Every entry below should be printed exactly.

....................

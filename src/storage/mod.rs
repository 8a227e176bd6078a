//! Durable key-value storage for small JSON documents.

use std::collections::HashMap;
use std::io;
use std::path::PathBuf;
use thiserror::Error;
use tracing::debug;

#[derive(Debug, Error)]
pub enum StorageError {
    #[error("storage I/O error for key '{key}': {source}")]
    Io {
        key: String,
        #[source]
        source: io::Error,
    },

    #[error("failed to (de)serialize value for key '{key}': {source}")]
    Serialization {
        key: String,
        #[source]
        source: serde_json::Error,
    },
}

/// String-keyed, string-valued store. Access is synchronous and local.
pub trait KeyValueStore {
    /// Returns `Ok(None)` when the key has never been written.
    fn get(&self, key: &str) -> Result<Option<String>, StorageError>;

    fn set(&mut self, key: &str, value: &str) -> Result<(), StorageError>;
}

/// Reads `key` and decodes it as JSON.
pub fn read_json<T, S>(store: &S, key: &str) -> Result<Option<T>, StorageError>
where
    T: serde::de::DeserializeOwned,
    S: KeyValueStore + ?Sized,
{
    let Some(raw) = store.get(key)? else {
        return Ok(None);
    };
    serde_json::from_str(&raw)
        .map(Some)
        .map_err(|source| StorageError::Serialization {
            key: key.to_string(),
            source,
        })
}

pub fn write_json<T, S>(store: &mut S, key: &str, value: &T) -> Result<(), StorageError>
where
    T: serde::Serialize + ?Sized,
    S: KeyValueStore + ?Sized,
{
    let raw = serde_json::to_string(value).map_err(|source| StorageError::Serialization {
        key: key.to_string(),
        source,
    })?;
    store.set(key, &raw)
}

/// One file per key (`<dir>/<key>.json`) under a data directory.
#[derive(Debug, Clone)]
pub struct FileStore {
    dir: PathBuf,
}

impl FileStore {
    pub fn new(dir: impl Into<PathBuf>) -> Self {
        Self { dir: dir.into() }
    }

    fn path_for(&self, key: &str) -> PathBuf {
        self.dir.join(format!("{key}.json"))
    }
}

impl KeyValueStore for FileStore {
    fn get(&self, key: &str) -> Result<Option<String>, StorageError> {
        let path = self.path_for(key);
        match std::fs::read_to_string(&path) {
            Ok(content) => Ok(Some(content)),
            Err(e) if e.kind() == io::ErrorKind::NotFound => {
                debug!("No stored value at {}", path.display());
                Ok(None)
            }
            Err(source) => Err(StorageError::Io {
                key: key.to_string(),
                source,
            }),
        }
    }

    fn set(&mut self, key: &str, value: &str) -> Result<(), StorageError> {
        let io_err = |source: io::Error| StorageError::Io {
            key: key.to_string(),
            source,
        };

        std::fs::create_dir_all(&self.dir).map_err(io_err)?;

        // Write-then-rename so a crash never leaves a half-written document.
        let path = self.path_for(key);
        let tmp = path.with_extension("json.tmp");
        std::fs::write(&tmp, value).map_err(io_err)?;
        std::fs::rename(&tmp, &path).map_err(io_err)?;
        debug!("Stored {} bytes at {}", value.len(), path.display());
        Ok(())
    }
}

/// In-process store, used for tests and ephemeral sessions.
#[derive(Debug, Clone, Default)]
pub struct MemoryStore {
    values: HashMap<String, String>,
}

impl MemoryStore {
    pub fn new() -> Self {
        Self::default()
    }
}

impl KeyValueStore for MemoryStore {
    fn get(&self, key: &str) -> Result<Option<String>, StorageError> {
        Ok(self.values.get(key).cloned())
    }

    fn set(&mut self, key: &str, value: &str) -> Result<(), StorageError> {
        self.values.insert(key.to_string(), value.to_string());
        Ok(())
    }
}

....................

◆ Completed exercise:
filename src/storage/mod.rs
repository 8a227e176bd6078a
//! Durable key-value storage for small JSON documents.

use std::collections::HashMap;
use std::io;
use std::path::PathBuf;
use thiserror::Error;
use tracing::debug;

#[derive(Debug, Error)]
pub enum StorageError {
    #[error("storage I/O error for key '{key}': {source}")]
    Io {
        key: String,
        #[source]
        source: io::Error,
    },

    #[error("failed to (de)serialize value for key '{key}': {source}")]
    Serialization {
        key: String,
        #[source]
        source: serde_json::Error,
    },
}

/// String-keyed, string-valued store. Access is synchronous and local.
pub trait KeyValueStore {
    /// Returns `Ok(None)` when the key has never been written.
    fn get(&self, key: &str) -> Result<Option<String>, StorageError>;

    fn set(&mut self, key: &str, value: &str) -> Result<(), StorageError>;
}

/// Reads `key` and decodes it as JSON.
pub fn read_json<T, S>(store: &S, key: &str) -> Result<Option<T>, StorageError>
where
    T: serde::de::DeserializeOwned,
    S: KeyValueStore + ?Sized,
{
    let Some(raw) = store.get(key)? else {
        return Ok(None);
    };
    serde_json::from_str(&raw)
        .map(Some)
        .map_err(|source| StorageError::Serialization {
            key: key.to_string(),
            source,
        })
}

pub fn write_json<T, S>(store: &mut S, key: &str, value: &T) -> Result<(), StorageError>
where
    T: serde::Serialize + ?Sized,
    S: KeyValueStore + ?Sized,
{
    let raw = serde_json::to_string(value).map_err(|source| StorageError::Serialization {
        key: key.to_string(),
        source,
    })?;
    store.set(key, &raw)
}

/// One file per key (`<dir>/<key>.json`) under a data directory.
#[derive(Debug, Clone)]
pub struct FileStore {
    dir: PathBuf,
}

impl FileStore {
    pub fn new(dir: impl Into<PathBuf>) -> Self {
        Self { dir: dir.into() }
    }

    fn path_for(&self, key: &str) -> PathBuf {
        self.dir.join(format!("{key}.json"))
    }
}

impl KeyValueStore for FileStore {
    fn get(&self, key: &str) -> Result<Option<String>, StorageError> {
        let path = self.path_for(key);
        match std::fs::read_to_string(&path) {
            Ok(content) => Ok(Some(content)),
            Err(e) if e.kind() == io::ErrorKind::NotFound => {
                debug!("No stored value at {}", path.display());
                Ok(None)
            }
            Err(source) => Err(StorageError::Io {
                key: key.to_string(),
                source,
            }),
        }
    }

    fn set(&mut self, key: &str, value: &str) -> Result<(), StorageError> {
        let io_err = |source: io::Error| StorageError::Io {
            key: key.to_string(),
            source,
        };

        std::fs::create_dir_all(&self.dir).map_err(io_err)?;

        // Write-then-rename so a crash never leaves a half-written document.
        let path = self.path_for(key);
        let tmp = path.with_extension("json.tmp");
        std::fs::write(&tmp, value).map_err(io_err)?;
        std::fs::rename(&tmp, &path).map_err(io_err)?;
        debug!("Stored {} bytes at {}", value.len(), path.display());
        Ok(())
    }
}

/// In-process store, used for tests and ephemeral sessions.
#[derive(Debug, Clone, Default)]
pub struct MemoryStore {
    values: HashMap<String, String>,
}

impl MemoryStore {
    pub fn new() -> Self {
        Self::default()
    }
}

impl KeyValueStore for MemoryStore {
    fn get(&self, key: &str) -> Result<Option<String>, StorageError> {
        Ok(self.values.get(key).cloned())
    }

    fn set(&mut self, key: &str, value: &str) -> Result<(), StorageError> {
        self.values.insert(key.to_string(), value.to_string());
        Ok(())
    }
}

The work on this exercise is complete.